Но хозяин кабинета, молодой казах в погонах младшего лейтенанта, не спешил с допросом. Протянул подследственному раскрытую пачку «Беломора», чиркнул спичкой. Сидели молча, курили, думали каждый о своем, но еще и друг о друге. Архангельский мельком, изучающе поглядывал на следователя: молод, до чего молод! И было удивление: доверили же парню такое серьезное дело. Но удивление тут же сменялось полынной горечью воспоминаний о первых днях войны. Ему-то самому, Косте Архангельскому, больше ли было лет, когда ведал он могучей боевой техникой целого полка? Тоже ведь доверили…
— Сколько вам лет, гражданин следователь?
Вопрос прозвучал неожиданно не только для Жумажанова, но, кажется, и для самого Архангельского. Кто здесь, в конце концов, ведет допрос? И Архангельский, в общем-то, ждал, что следователь сразу все поставит на место. Но тот вдруг сказал:
— Девятнадцать. А что? — и усмехнулся: — Я вас понимаю, Константин Степанович. Понимаю вашу попытку приложить свою мерку к другим людям. Мол, выдержали бы они или нет испытания, выпавшие на мою долю в начале войны. Сколько вам тогда было? — Он полистал дело: — Вот видите, как раз тоже девятнадцать. Мало? А я скажу, уже вполне может отвечать человек за свои поступки.
Архангельский молчал, сидел, уперев локти в колени. Бесполезно тлела зажатая в пальцах папироса, от которой стекала на пол и уходила под двери гонимая сквознячком тонкая струйка дыма.

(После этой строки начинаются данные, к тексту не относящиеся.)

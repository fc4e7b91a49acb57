//! The service object hosts construct and inject into callers
//!
//! Owns one instance of each component and wires them to a shared
//! [`StateStore`]. Callers observe state through [`ModelManager::current_state`]
//! snapshots or the [`ModelManager::subscribe`] event channel.

use crate::config::ManagerConfig;
use crate::engine::{InferenceEngine, InferencePreset};
use crate::error::ModelResult;
use crate::models::{
    CatalogSource, DownloadOrchestrator, LifecycleController, LoadOutcome, ModelRegistry,
    ModelRuntimeInfo, ModelTier,
};
use crate::state::{DownloadProgress, ManagerEvent, StateSnapshot, StateStore};
use anyhow::Result;
use std::collections::BTreeMap;
use std::path::{Path, PathBuf};
use std::sync::Arc;
use tokio::sync::broadcast;

pub struct ModelManager {
    config: ManagerConfig,
    store: Arc<StateStore>,
    registry: Arc<ModelRegistry>,
    downloads: Arc<DownloadOrchestrator>,
    lifecycle: LifecycleController,
}

impl ModelManager {
    /// Build the manager and populate the registry.
    ///
    /// Fails only on invalid configuration or HTTP client construction.
    pub async fn new(config: ManagerConfig, engine: Arc<dyn InferenceEngine>) -> Result<Self> {
        config.validate()?;

        let models_dir = config.models_dir();
        let engine_dir = engine.models_directory();
        if engine_dir != models_dir {
            tracing::warn!(
                models_dir = ?models_dir,
                engine_dir = ?engine_dir,
                "Engine models directory differs from configured directory"
            );
        }

        let store = Arc::new(StateStore::new(config.event_capacity));
        let registry = Arc::new(ModelRegistry::new(
            models_dir,
            Arc::clone(&engine),
            Arc::clone(&store),
        ));
        let downloads = Arc::new(DownloadOrchestrator::new(
            &config,
            Arc::clone(&registry),
            Arc::clone(&store),
        )?);
        let lifecycle = LifecycleController::new(
            Arc::clone(&registry),
            Arc::clone(&store),
            engine,
            Arc::clone(&downloads),
            config.min_model_size_bytes,
            config.inference_preset,
        );

        let manager = Self {
            config,
            store,
            registry,
            downloads,
            lifecycle,
        };

        let count = manager.refresh().await;
        tracing::info!(
            models = count,
            models_dir = ?manager.models_dir(),
            "Model manager initialized"
        );

        Ok(manager)
    }

    pub fn config(&self) -> &ManagerConfig {
        &self.config
    }

    pub fn models_dir(&self) -> &Path {
        self.registry.models_dir()
    }

    // ------------------------------------------------------------------
    // Registry
    // ------------------------------------------------------------------

    /// Re-read the catalog, re-check files and adopt the engine's loaded model
    pub async fn refresh(&self) -> usize {
        let count = self.registry.refresh().await;
        self.lifecycle.reconcile_loaded().await;
        count
    }

    pub async fn models(&self) -> Vec<ModelRuntimeInfo> {
        self.registry.list().await
    }

    pub async fn model(&self, model_id: &str) -> Option<ModelRuntimeInfo> {
        self.registry.by_id(model_id).await
    }

    pub async fn is_downloaded(&self, model_id: &str) -> bool {
        self.registry
            .by_id(model_id)
            .await
            .is_some_and(|m| m.is_downloaded)
    }

    pub async fn downloaded_models(&self) -> Vec<ModelRuntimeInfo> {
        self.registry.downloaded().await
    }

    pub async fn models_by_tier(&self) -> BTreeMap<ModelTier, Vec<ModelRuntimeInfo>> {
        self.registry.grouped_by_tier().await
    }

    pub async fn catalog_source(&self) -> CatalogSource {
        self.registry.catalog_source().await
    }

    pub async fn model_path(&self, model_id: &str) -> Option<PathBuf> {
        self.registry.model_path(model_id).await
    }

    pub async fn total_downloaded_size(&self) -> u64 {
        self.registry.total_downloaded_size().await
    }

    pub async fn recommended_model(&self) -> String {
        self.registry.recommended_model().await
    }

    // ------------------------------------------------------------------
    // Downloads
    // ------------------------------------------------------------------

    /// Start a download. False if unknown, unusable URL, or already in flight.
    pub async fn start_download(&self, model_id: &str) -> bool {
        self.downloads.start_download(model_id).await
    }

    pub async fn cancel_download(&self, model_id: &str) -> bool {
        self.downloads.cancel_download(model_id).await
    }

    pub async fn cancel_all_downloads(&self) -> usize {
        self.downloads.cancel_all().await
    }

    pub fn download_progress(&self, model_id: &str) -> Option<DownloadProgress> {
        self.store.download_progress(model_id)
    }

    pub fn is_downloading(&self, model_id: &str) -> bool {
        self.store.is_downloading(model_id)
    }

    // ------------------------------------------------------------------
    // Lifecycle
    // ------------------------------------------------------------------

    pub async fn load_model(&self, model_id: &str) -> ModelResult<LoadOutcome> {
        self.lifecycle.load_model(model_id).await
    }

    pub async fn unload_model(&self) {
        self.lifecycle.unload_model().await
    }

    pub async fn delete_model(&self, model_id: &str) -> ModelResult<()> {
        self.lifecycle.delete_model(model_id).await
    }

    pub async fn import_model(&self, model_id: &str, source: &Path) -> ModelResult<()> {
        self.lifecycle.import_model(model_id, source).await
    }

    pub fn loaded_model_id(&self) -> Option<String> {
        self.store.loaded_model_id()
    }

    pub async fn inference_preset(&self) -> InferencePreset {
        self.lifecycle.inference_preset().await
    }

    pub async fn set_inference_preset(&self, preset: InferencePreset) {
        self.lifecycle.set_inference_preset(preset).await
    }

    // ------------------------------------------------------------------
    // Errors and observation
    // ------------------------------------------------------------------

    pub fn last_error(&self, model_id: &str) -> Option<String> {
        self.store.last_error(model_id)
    }

    pub fn clear_error(&self, model_id: &str) {
        self.store.clear_error(model_id)
    }

    pub fn current_state(&self) -> StateSnapshot {
        self.store.snapshot()
    }

    pub fn subscribe(&self) -> broadcast::Receiver<ManagerEvent> {
        self.store.subscribe()
    }

    /// Cancel every in-flight download, leaving the loaded model alone
    pub async fn shutdown(&self) {
        let cancelled = self.downloads.cancel_all().await;
        tracing::info!(cancelled_downloads = cancelled, "Model manager shut down");
    }
}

Жумажанов тоже не нарушал этой, как казалось за дверью надзирателю, странной тишины. Он думал о том, удастся ли ему «разговорить» сидящего перед ним мужчину. Заглянуть ему в душу, проникнуть в его психологию, в логику его поступков. Просто так, по-человечески понять, как можно предать свою Родину, свой народ. Ведь был же комсомольцем, командиром Красной Армии. И он задал этот вопрос.
— Я вам отвечу, гражданин следователь, — заговорил Архангельский, теребя пуговицу на пиджаке. — Тому следователю не сказал, а вам скажу… Впрочем, его это и не интересовало. Так вот: насчет возраста — это вы верно. И все-таки, понимаете, не отдавал я отчета своим действиям. Клянусь. Ну и… жить хотел.
Что ж, «хотел жить» — желание, в общем-то, вполне естественное для человека. Другое дело, как жить? Жить ли трудно, как все, вся страна, весь народ в этой тяжелой, кровопролитной борьбе, или искать легких путей, обойти, а то и за счет жизней других преодолеть трудности?